Improving interlaminar fracture toughness of carbon fibre/epoxy laminates by incorporation of nano-particles

Abstract

Double-cantilever-beam tests were applied to investigate the mode I interlaminar fracture toughness of carbon fibre/epoxy laminates, in which the epoxy matrices were incorporated with rubber and silica nano-particles, either singly or jointly. It is shown that the toughness is improved owing to the presence of these nano-particles although nano-rubber is more effective than nano-silica.

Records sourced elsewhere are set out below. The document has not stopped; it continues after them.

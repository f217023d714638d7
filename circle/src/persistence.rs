//! File-backed client store.
//!
//! One JSON document per record under a data directory:
//!
//! ```text
//! <data_dir>/cart.json
//! <data_dir>/wishlist.json
//! <data_dir>/ticketsSold.json
//! ```
//!
//! Writes go to a sibling temp file that is then renamed over the record, so
//! a crash mid-write leaves either the old or the new document, never half of
//! one.

use std::fs;
use std::io::{ErrorKind, Write};
use std::path::{Path, PathBuf};
use vybz_core::store::{ClientStore, StoreError, StoreKey};

/// [`ClientStore`] writing `<key>.json` files into a directory.
#[derive(Clone, Debug)]
pub struct JsonFileStore {
    dir: PathBuf,
}

impl JsonFileStore {
    /// Open (and create if needed) the data directory.
    ///
    /// # Errors
    ///
    /// [`StoreError::Unavailable`] if the directory cannot be created.
    pub fn open(dir: impl AsRef<Path>) -> Result<Self, StoreError> {
        let dir = dir.as_ref().to_path_buf();
        fs::create_dir_all(&dir).map_err(|e| {
            StoreError::Unavailable(format!("cannot create data directory {}: {e}", dir.display()))
        })?;
        tracing::debug!(dir = %dir.display(), "Opened client store");
        Ok(Self { dir })
    }

    /// Directory holding the records
    #[must_use]
    pub fn dir(&self) -> &Path {
        &self.dir
    }

    /// Path of the document for `key`
    #[must_use]
    pub fn path_of(&self, key: StoreKey) -> PathBuf {
        self.dir.join(format!("{}.json", key.as_str()))
    }
}

impl ClientStore for JsonFileStore {
    fn read(&self, key: StoreKey) -> Result<Option<String>, StoreError> {
        match fs::read_to_string(self.path_of(key)) {
            Ok(raw) => Ok(Some(raw)),
            Err(e) if e.kind() == ErrorKind::NotFound => Ok(None),
            Err(source) => Err(StoreError::Io { key, source }),
        }
    }

    fn write(&self, key: StoreKey, payload: &str) -> Result<(), StoreError> {
        let path = self.path_of(key);
        let tmp = self.dir.join(format!(".{}.json.tmp", key.as_str()));

        let io = |source| StoreError::Io { key, source };
        let mut file = fs::File::create(&tmp).map_err(io)?;
        file.write_all(payload.as_bytes()).map_err(io)?;
        file.sync_all().map_err(io)?;
        drop(file);
        fs::rename(&tmp, &path).map_err(io)?;

        tracing::trace!(path = %path.display(), bytes = payload.len(), "Record written");
        Ok(())
    }
}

Further, by keeping the total particle weight percentage constant in epoxies (e.g., at 8 and 12 wt.%) filled with equal amount of nano-silica and nano-rubber, the interlaminar toughness values of the hybrid laminates are always higher than those with nano-silica filled epoxies but lower than those with nano-rubber filled matrices. Scanning electron microscopy examination of the delaminated surfaces of composite laminates filled with nano-particles revealed that cavitation of nano-rubber particles/void growth and debonding of nano-silica from epoxy matrix are responsible for the improved interlaminar toughness observed. It is also shown that the bulk toughness of nano-particle filled epoxies cannot be fully transferred to the interlaminar toughness of composite laminates, being limited by the constraint effect imposed by the carbon fibres. Finally, the role of fibre-bridging on the delaminated crack and hence delamination toughness is discussed.